Attala Systems Showcases Cross-Rack Scalability For NVMe over Fabric Composable Storage Infrastructure
SANTA CLARA, Calif. (PRWEB) August 09, 2018 -- Attala Systems showcased its implementation for cross-rack, lossy networks at the 2018 Flash Memory Summit yesterday. The Attala approach provides a way to utilize RoCE’s speed and low latency without the issues that have historically plagued its ability to be deployed on large-scale networks. The solution was developed with market leader Mellanox Technologies as a way to extend the reach of NVMe over RoCE (NVMe-oRoCE) networks with ordinary NICs and across lossy Layer 3 (L3) leaf-spine networks.
One of the most troublesome issues with RoCE-based protocols has been the need for the underlying networks to be lossless. While this is relatively easy for rack-scale deployments, it has historically been difficult to achieve on conventional layer three (L3) leaf-spine networks. By hardening the open-source SoftRoCE initiator, Attala’s own devices and providing SSDP-based discovery, Attala Systems has enabled its RoCE-based networking capability to operate on standard leaf-spine networks and with ordinary NICs. This allows cross-rack and ubiquitous deployment of NVMe-oRoCE’s industry-leading low latency and high performance on Ethernet networks at speeds from 10GbE to 100GbE and beyond.

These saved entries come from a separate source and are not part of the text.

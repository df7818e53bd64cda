//! Dashboard — Axum web server exposing the betting session as JSON.
//!
//! The presentation layer (the match card, the bet slip, the toasts) talks
//! to these endpoints. CORS is open for local development.

pub mod routes;

use anyhow::{Context, Result};
use axum::{
    http::{header, HeaderValue, Method},
    routing::{get, post, put},
    Router,
};
use std::future::Future;
use tower_http::cors::CorsLayer;
use tracing::info;

use routes::AppState;

/// Build the Axum router with all routes and middleware.
pub fn build_router(state: AppState) -> Router {
    let cors = CorsLayer::new()
        .allow_origin(HeaderValue::from_static("*"))
        .allow_methods([Method::GET, Method::POST, Method::PUT])
        .allow_headers([header::CONTENT_TYPE]);

    Router::new()
        .route("/api/matches", get(routes::get_matches))
        .route("/api/matches/:id/select", post(routes::select_outcome))
        .route("/api/matches/:id/stake", put(routes::set_stake))
        .route("/api/matches/:id/bets", post(routes::place_bet))
        .route("/api/ledger", get(routes::get_ledger))
        .route("/api/notifications", get(routes::get_notifications))
        .route("/health", get(routes::health))
        .layer(cors)
        .with_state(state)
}

/// Serve the dashboard until `shutdown` resolves.
pub async fn serve(
    state: AppState,
    port: u16,
    shutdown: impl Future<Output = ()> + Send + 'static,
) -> Result<()> {
    let app = build_router(state);
    let addr = std::net::SocketAddr::from(([0, 0, 0, 0], port));

    let listener = tokio::net::TcpListener::bind(addr)
        .await
        .with_context(|| format!("Failed to bind dashboard port {port}"))?;
    info!(port, "Dashboard server listening on http://localhost:{port}");

    axum::serve(listener, app)
        .with_graceful_shutdown(shutdown)
        .await
        .context("Dashboard server error")
}

// ---------------------------------------------------------------------------
// Tests
// ---------------------------------------------------------------------------
//! Ledger engine — balance, pending slips, and the confirmed bet list.
//!
//! All mutation goes through `select_outcome`, `set_stake` and
//! `commit_bet`. A failed commit leaves every field untouched; a successful
//! one appends exactly one bet and lowers the balance by exactly its stake.

use rust_decimal::Decimal;
use rust_decimal_macros::dec;
use serde::Serialize;
use std::collections::HashMap;
use tracing::{debug, info};

use super::accountant::{Accountant, Aggregates};
use crate::types::{ConfirmedBet, LedgerError, MatchId, MatchRecord, Outcome, PendingSlip};

/// Stake recorded the first time an outcome is picked for a match.
pub const DEFAULT_STAKE: Decimal = dec!(100);

/// Starting balance of a fresh session.
pub const DEFAULT_BALANCE: Decimal = dec!(10000);

// ---------------------------------------------------------------------------
// Configuration
// ---------------------------------------------------------------------------

#[derive(Debug, Clone)]
pub struct LedgerConfig {
    pub initial_balance: Decimal,
    pub default_stake: Decimal,
}

impl Default for LedgerConfig {
    fn default() -> Self {
        Self {
            initial_balance: DEFAULT_BALANCE,
            default_stake: DEFAULT_STAKE,
        }
    }
}

// ---------------------------------------------------------------------------
// Snapshot
// ---------------------------------------------------------------------------

/// Everything a presentation layer needs to re-render after a change.
#[derive(Debug, Clone, PartialEq, Serialize)]
pub struct LedgerSnapshot {
    pub balance: Decimal,
    pub pending: Vec<PendingSlip>,
    pub bets: Vec<ConfirmedBet>,
    pub aggregates: Aggregates,
}

// ---------------------------------------------------------------------------
// Engine
// ---------------------------------------------------------------------------

#[derive(Debug, Clone)]
pub struct LedgerEngine {
    balance: Decimal,
    default_stake: Decimal,
    selections: HashMap<MatchId, Outcome>,
    stakes: HashMap<MatchId, Decimal>,
    bets: Vec<ConfirmedBet>,
}

impl Default for LedgerEngine {
    fn default() -> Self {
        Self::new(LedgerConfig::default())
    }
}

impl LedgerEngine {
    pub fn new(config: LedgerConfig) -> Self {
        Self {
            balance: config.initial_balance.max(Decimal::ZERO),
            default_stake: config.default_stake,
            selections: HashMap::new(),
            stakes: HashMap::new(),
            bets: Vec::new(),
        }
    }

    /// Engine with the given balance and the standard default stake.
    pub fn with_balance(balance: Decimal) -> Self {
        Self::new(LedgerConfig {
            initial_balance: balance,
            ..LedgerConfig::default()
        })
    }

    pub fn balance(&self) -> Decimal {
        self.balance
    }

    pub fn default_stake(&self) -> Decimal {
        self.default_stake
    }

    /// Confirmed bets, oldest first.
    pub fn bets(&self) -> &[ConfirmedBet] {
        &self.bets
    }

    /// The pending outcome for a match, if any.
    pub fn selection(&self, match_id: MatchId) -> Option<Outcome> {
        self.selections.get(&match_id).copied()
    }

    /// The stake that a commit on this match would use.
    pub fn stake(&self, match_id: MatchId) -> Decimal {
        self.stakes
            .get(&match_id)
            .copied()
            .unwrap_or(self.default_stake)
    }

    /// Toggle `outcome` for a match and return the resulting selection.
    ///
    /// Picking the already-selected outcome clears it. The first pick on a
    /// match without a recorded stake records the default stake.
    pub fn select_outcome(&mut self, match_id: MatchId, outcome: Outcome) -> Option<Outcome> {
        let selected = if self.selections.get(&match_id) == Some(&outcome) {
            self.selections.remove(&match_id);
            None
        } else {
            self.selections.insert(match_id, outcome);
            Some(outcome)
        };

        self.stakes.entry(match_id).or_insert(self.default_stake);

        debug!(match_id, ?selected, "Selection changed");
        selected
    }

    /// Record a stake for a match. Range checks happen at commit.
    pub fn set_stake(&mut self, match_id: MatchId, amount: Decimal) {
        self.stakes.insert(match_id, amount);
        debug!(match_id, %amount, "Stake set");
    }

    /// Validate the pending slip for `m` and turn it into a confirmed bet.
    pub fn commit_bet(&mut self, m: &MatchRecord) -> Result<ConfirmedBet, LedgerError> {
        let outcome = self
            .selection(m.id)
            .ok_or(LedgerError::NoOutcomeSelected { match_id: m.id })?;

        let stake = self.stake(m.id);
        if stake <= Decimal::ZERO {
            return Err(LedgerError::InvalidStake { stake });
        }
        if stake > self.balance {
            return Err(LedgerError::InsufficientBalance {
                stake,
                balance: self.balance,
            });
        }

        let bet = ConfirmedBet {
            match_id: m.id,
            label: m.label_for(outcome),
            outcome,
            odds: m.odds.for_outcome(outcome),
            stake,
        };

        self.bets.push(bet.clone());
        self.balance -= stake;
        self.selections.remove(&m.id);
        self.stakes.insert(m.id, self.default_stake);

        info!(
            match_id = m.id,
            label = %bet.label,
            odds = %bet.odds,
            stake = %stake,
            balance = %self.balance,
            "Bet committed"
        );

        Ok(bet)
    }

    /// Totals over the confirmed bets.
    pub fn compute_aggregates(&self) -> Aggregates {
        Accountant::aggregate(&self.bets)
    }

    /// Possible win for the pending slip on `m`. `None` when nothing is
    /// selected or the product does not fit in a `Decimal`.
    pub fn preview_payout(&self, m: &MatchRecord) -> Option<Decimal> {
        let outcome = self.selection(m.id)?;
        self.stake(m.id).checked_mul(m.odds.for_outcome(outcome))
    }

    /// All pending slips, ordered by match id.
    pub fn pending(&self) -> Vec<PendingSlip> {
        let mut slips: Vec<PendingSlip> = self
            .selections
            .iter()
            .map(|(&match_id, &outcome)| PendingSlip {
                match_id,
                outcome,
                stake: self.stake(match_id),
            })
            .collect();
        slips.sort_by_key(|s| s.match_id);
        slips
    }

    pub fn snapshot(&self) -> LedgerSnapshot {
        LedgerSnapshot {
            balance: self.balance,
            pending: self.pending(),
            bets: self.bets.clone(),
            aggregates: self.compute_aggregates(),
        }
    }
}

// ---------------------------------------------------------------------------
// Tests
// ---------------------------------------------------------------------------
//! Betting scenarios against the default tournament card.
//!
//! Match 1 is Spartak v Dynamo with odds 2.1 / 3.2 / 3.5.

use rust_decimal::Decimal;
use rust_decimal_macros::dec;

use betslip::catalog::Catalog;
use betslip::engine::{LedgerEngine, SessionError};
use betslip::notify::Notification;
use betslip::types::{LedgerError, Outcome, RejectionKind};

use crate::mock_sink::recording_session;

#[test]
fn test_home_bet_updates_balance_and_totals() {
    let (mut session, sink) = recording_session(dec!(10000));

    session.select_outcome(1, Outcome::Home).unwrap();
    session.set_stake(1, dec!(100)).unwrap();
    session.place_bet(1).unwrap();

    let snap = session.snapshot();
    assert_eq!(snap.balance, dec!(9900));
    assert_eq!(snap.bets.len(), 1);
    assert_eq!(snap.bets[0].label, "Spartak");
    assert_eq!(snap.bets[0].odds, dec!(2.1));
    assert_eq!(snap.bets[0].stake, dec!(100));
    assert_eq!(snap.aggregates.potential_payout, dec!(210));
    assert_eq!(snap.aggregates.potential_profit, dec!(110));

    assert_eq!(
        sink.received(),
        vec![Notification::BetAccepted {
            match_id: 1,
            label: "Spartak".to_string(),
            odds: dec!(2.1),
            stake: dec!(100),
            payout: dec!(210),
        }]
    );
}

#[test]
fn test_stake_above_balance_rejected() {
    let (mut session, sink) = recording_session(dec!(50));

    for id in 1..=4 {
        session.select_outcome(id, Outcome::Away).unwrap();
        let err = session.place_bet(id).unwrap_err();
        assert!(matches!(
            err,
            SessionError::Ledger(LedgerError::InsufficientBalance { .. })
        ));
    }

    assert_eq!(session.ledger().balance(), dec!(50));
    assert!(session.ledger().bets().is_empty());
    assert_eq!(sink.count(), 4);
    assert!(sink.received().iter().all(|n| !n.is_success()));
}

#[test]
fn test_commit_without_selection_changes_nothing() {
    let (mut session, sink) = recording_session(dec!(10000));
    let before = session.snapshot();

    let err = session.place_bet(2).unwrap_err();

    assert_eq!(
        err,
        SessionError::Ledger(LedgerError::NoOutcomeSelected { match_id: 2 })
    );
    assert_eq!(session.snapshot(), before);
    match &sink.received()[0] {
        Notification::BetRejected { reason, .. } => {
            assert_eq!(*reason, RejectionKind::NoOutcomeSelected)
        }
        other => panic!("unexpected notification: {other:?}"),
    }
}

#[test]
fn test_toggled_off_selection_cannot_be_committed() {
    let (mut session, _sink) = recording_session(dec!(10000));

    assert_eq!(session.select_outcome(1, Outcome::Home).unwrap(), Some(Outcome::Home));
    assert_eq!(session.select_outcome(1, Outcome::Home).unwrap(), None);

    let err = session.place_bet(1).unwrap_err();
    assert_eq!(
        err,
        SessionError::Ledger(LedgerError::NoOutcomeSelected { match_id: 1 })
    );
    assert_eq!(session.ledger().balance(), dec!(10000));
}

#[test]
fn test_two_bets_on_one_match() {
    let (mut session, sink) = recording_session(dec!(10000));

    session.select_outcome(1, Outcome::Home).unwrap();
    session.set_stake(1, dec!(150)).unwrap();
    session.place_bet(1).unwrap();

    session.select_outcome(1, Outcome::Draw).unwrap();
    session.set_stake(1, dec!(350)).unwrap();
    session.place_bet(1).unwrap();

    let bets = session.ledger().bets();
    assert_eq!(bets.len(), 2);
    assert_eq!(bets[0].outcome, Outcome::Home);
    assert_eq!(bets[1].outcome, Outcome::Draw);
    assert_eq!(bets[1].label, "Draw");
    assert_eq!(session.ledger().balance(), dec!(9500));
    assert_eq!(sink.count(), 2);

    // 150 × 2.1 + 350 × 3.2 = 315 + 1120
    let totals = session.ledger().compute_aggregates();
    assert_eq!(totals.total_staked, dec!(500));
    assert_eq!(totals.potential_payout, dec!(1435));
    assert_eq!(totals.potential_profit, dec!(935));
}

#[test]
fn test_non_positive_stake_rejected() {
    let (mut session, sink) = recording_session(dec!(10000));

    session.select_outcome(4, Outcome::Home).unwrap();
    session.set_stake(4, Decimal::ZERO).unwrap();
    let err = session.place_bet(4).unwrap_err();

    assert_eq!(
        err,
        SessionError::Ledger(LedgerError::InvalidStake { stake: Decimal::ZERO })
    );
    assert_eq!(session.ledger().balance(), dec!(10000));
    // The slip is kept so the user can correct the stake.
    assert_eq!(session.ledger().selection(4), Some(Outcome::Home));
    assert_eq!(sink.count(), 1);
}

#[test]
fn test_every_commit_moves_balance_by_its_stake() {
    let (mut session, _sink) = recording_session(dec!(1000));
    let stakes = [dec!(120), dec!(300), dec!(45.5), dec!(600), dec!(10), dec!(534.5)];
    let outcomes = [Outcome::Home, Outcome::Draw, Outcome::Away];

    for (i, stake) in stakes.iter().enumerate() {
        let id = (i % 4) as u32 + 1;
        let outcome = outcomes[i % 3];
        if session.ledger().selection(id) != Some(outcome) {
            session.select_outcome(id, outcome).unwrap();
        }
        session.set_stake(id, *stake).unwrap();

        let balance_before = session.ledger().balance();
        let count_before = session.ledger().bets().len();

        match session.place_bet(id) {
            Ok(bet) => {
                assert_eq!(session.ledger().balance(), balance_before - bet.stake);
                assert_eq!(session.ledger().bets().len(), count_before + 1);
            }
            Err(_) => {
                assert_eq!(session.ledger().balance(), balance_before);
                assert_eq!(session.ledger().bets().len(), count_before);
            }
        }
        assert!(session.ledger().balance() >= Decimal::ZERO);
    }

    // 1000 − 120 − 300 − 45.5 = 534.5; 600 is refused; then 10 leaves 524.5
    // and 534.5 is refused.
    assert_eq!(session.ledger().balance(), dec!(524.5));
    assert_eq!(session.ledger().bets().len(), 4);
}

#[test]
fn test_aggregates_are_stable_between_commits() {
    let (mut session, _sink) = recording_session(dec!(10000));
    session.select_outcome(3, Outcome::Away).unwrap();
    session.place_bet(3).unwrap();

    let first = session.ledger().compute_aggregates();
    let second = session.ledger().compute_aggregates();
    assert_eq!(first, second);
    assert_eq!(
        first.potential_profit,
        first.potential_payout - first.total_staked
    );
}

#[test]
fn test_committed_odds_survive_catalog_changes() {
    let mut ledger = LedgerEngine::default();
    let mut record = Catalog::default().get(2).cloned().unwrap();

    ledger.select_outcome(record.id, Outcome::Away);
    ledger.commit_bet(&record).unwrap();

    record.odds.away = dec!(1.01);
    ledger.select_outcome(record.id, Outcome::Away);
    ledger.commit_bet(&record).unwrap();

    let odds: Vec<_> = ledger.bets().iter().map(|b| b.odds).collect();
    assert_eq!(odds, vec![dec!(4.2), dec!(1.01)]);
}

#[test]
fn test_pending_slips_listed_in_match_order() {
    let (mut session, _sink) = recording_session(dec!(10000));
    session.select_outcome(4, Outcome::Draw).unwrap();
    session.select_outcome(2, Outcome::Home).unwrap();
    session.set_stake(2, dec!(75)).unwrap();

    let pending = session.snapshot().pending;
    assert_eq!(pending.len(), 2);
    assert_eq!(pending[0].match_id, 2);
    assert_eq!(pending[0].stake, dec!(75));
    assert_eq!(pending[1].match_id, 4);
    assert_eq!(pending[1].stake, dec!(100));

    let views = session.matches();
    assert_eq!(views[1].preview_payout, Some(dec!(135)));
    assert_eq!(views[3].preview_payout, Some(dec!(300)));
}
//! Recording notification sink for integration testing.
//!
//! Captures every notification the session emits so tests can assert on
//! the toast stream after the sink has been boxed into a `Session`.

use std::sync::{Arc, Mutex};

use betslip::catalog::Catalog;
use betslip::engine::{LedgerEngine, Session};
use betslip::notify::{Notification, NotificationSink};
use rust_decimal::Decimal;

/// A sink that stores notifications in shared memory.
#[derive(Clone, Default)]
pub struct RecordingSink {
    received: Arc<Mutex<Vec<Notification>>>,
}

impl RecordingSink {
    pub fn new() -> Self {
        Self::default()
    }

    /// All notifications received so far, oldest first.
    pub fn received(&self) -> Vec<Notification> {
        self.received.lock().unwrap().clone()
    }

    pub fn count(&self) -> usize {
        self.received.lock().unwrap().len()
    }
}

impl NotificationSink for RecordingSink {
    fn notify(&mut self, notification: &Notification) {
        self.received.lock().unwrap().push(notification.clone());
    }
}

/// A session over the default card with the given balance, plus a handle
/// on the notifications it emits.
pub fn recording_session(balance: Decimal) -> (Session, RecordingSink) {
    let sink = RecordingSink::new();
    let session = Session::new(
        Catalog::default(),
        LedgerEngine::with_balance(balance),
        Box::new(sink.clone()),
        50,
    );
    (session, sink)
}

“NVMe over RoCE has always been seen as the lowest latency, highest performance flavor of NVMe protocols. However, NVMe over RoCE’s need for lossless networks and specialized initiators has been somewhat of a limitation to its deployment,” said Taufik Ma, CEO of Attala Systems. “Attala Systems' approach allows their solution to be deployed on standard L3 leaf-spine networks without any special considerations.”
The cross-rack scalability of the Attala Systems solution is enabled by hardening the open-source SoftRoCE initiator driver and its own devices to gracefully handle packet-drops in a L3 leaf-spine networks – even those which do not support priority flow control (PFC) for achieve losslessness. This unshackles NVMe-over-RoCE solutions from the confines of a single rack and specific servers. Attala's solution also includes an autonomous Simple Service Discovery Protocol (SSDP) based discovery mechanism for newly added end-points, solving a common issue experienced by IP networks being utilized for scale-out infrastructure deployments. The community-hardened open-source SoftRoCE initiator driver runs on any ordinary NIC, enabling 100% compatibility with any Linux-based host server across the data center.

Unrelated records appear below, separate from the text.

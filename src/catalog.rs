//! Match catalog — the fixed card of fixtures offered for betting.
//!
//! Built once at startup from configuration (or the default tournament
//! card) and never mutated afterwards. Construction rejects duplicate ids
//! and odds below 1.0, so a `Catalog` value is always valid.

use rust_decimal_macros::dec;
use std::collections::HashSet;
use tracing::debug;

use crate::types::{MatchId, MatchRecord, MatchStatus, Odds, Outcome};

/// Problems found while building a catalog.
#[derive(Debug, Clone, PartialEq, Eq, thiserror::Error)]
pub enum CatalogError {
    #[error("Duplicate match id: {0}")]
    DuplicateMatchId(MatchId),

    #[error("Invalid {outcome} odds for match #{match_id}: must be at least 1.0")]
    InvalidOdds { match_id: MatchId, outcome: Outcome },
}

/// Read-only, ordered set of matches.
#[derive(Debug, Clone)]
pub struct Catalog {
    matches: Vec<MatchRecord>,
}

impl Catalog {
    /// Build a catalog, preserving the given order.
    pub fn new(matches: Vec<MatchRecord>) -> Result<Self, CatalogError> {
        let mut seen = HashSet::with_capacity(matches.len());
        for m in &matches {
            if !seen.insert(m.id) {
                return Err(CatalogError::DuplicateMatchId(m.id));
            }
            if let Some(outcome) = Outcome::ALL
                .iter()
                .copied()
                .find(|o| m.odds.for_outcome(*o) < rust_decimal::Decimal::ONE)
            {
                return Err(CatalogError::InvalidOdds { match_id: m.id, outcome });
            }
        }
        debug!(count = matches.len(), "Catalog built");
        Ok(Self { matches })
    }

    /// All matches in card order.
    pub fn list_matches(&self) -> &[MatchRecord] {
        &self.matches
    }

    pub fn get(&self, id: MatchId) -> Option<&MatchRecord> {
        self.matches.iter().find(|m| m.id == id)
    }

    pub fn len(&self) -> usize {
        self.matches.len()
    }

    pub fn is_empty(&self) -> bool {
        self.matches.is_empty()
    }

    /// Number of matches currently in play.
    pub fn live_count(&self) -> usize {
        self.matches.iter().filter(|m| m.is_live()).count()
    }
}

impl Default for Catalog {
    fn default() -> Self {
        Self {
            matches: default_fixtures(),
        }
    }
}

/// The built-in tournament card used when configuration lists no matches.
pub fn default_fixtures() -> Vec<MatchRecord> {
    let fixture = |id, home: &str, away: &str, date: &str, time: &str, odds, status| MatchRecord {
        id,
        home_team: home.to_string(),
        away_team: away.to_string(),
        date: date.to_string(),
        time: time.to_string(),
        odds,
        status,
    };

    vec![
        fixture(
            1,
            "Spartak",
            "Dynamo",
            "15 November",
            "19:00",
            Odds::new(dec!(2.1), dec!(3.2), dec!(3.5)),
            MatchStatus::Live,
        ),
        fixture(
            2,
            "Zenit",
            "CSKA",
            "15 November",
            "21:30",
            Odds::new(dec!(1.8), dec!(3.4), dec!(4.2)),
            MatchStatus::Upcoming,
        ),
        fixture(
            3,
            "Lokomotiv",
            "Krasnodar",
            "16 November",
            "16:00",
            Odds::new(dec!(2.3), dec!(3.1), dec!(3.0)),
            MatchStatus::Upcoming,
        ),
        fixture(
            4,
            "Rubin",
            "Rostov",
            "16 November",
            "18:30",
            Odds::new(dec!(2.5), dec!(3.0), dec!(2.8)),
            MatchStatus::Upcoming,
        ),
    ]
}

// ---------------------------------------------------------------------------
// Tests
// ---------------------------------------------------------------------------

Attala Systems will be exhibiting their products at the 2018 Flash Memory Summit (FMS; http://www.flashmemorysummit.com) at Booth 848. FMS 2018 is being hosted at the Santa Clara Convention Center in Santa Clara, CA from August 7th to August 9th, 2018.
About Attala Systems
Founded in 2015 with offices in San Jose, California, Attala Systems is an early-stage technology company focused on the design and development of a new generation of storage and networking infrastructure based on the use of FPGAs and cloud-focused self-learning orchestration and provisioning software. By freeing storage architectures from the multiple levels of abstraction inherent in enterprise-based storage systems, Attala significantly improves system performance reduces operational costs for cloud storage providers and those with a need for high-performance, low latency storage systems.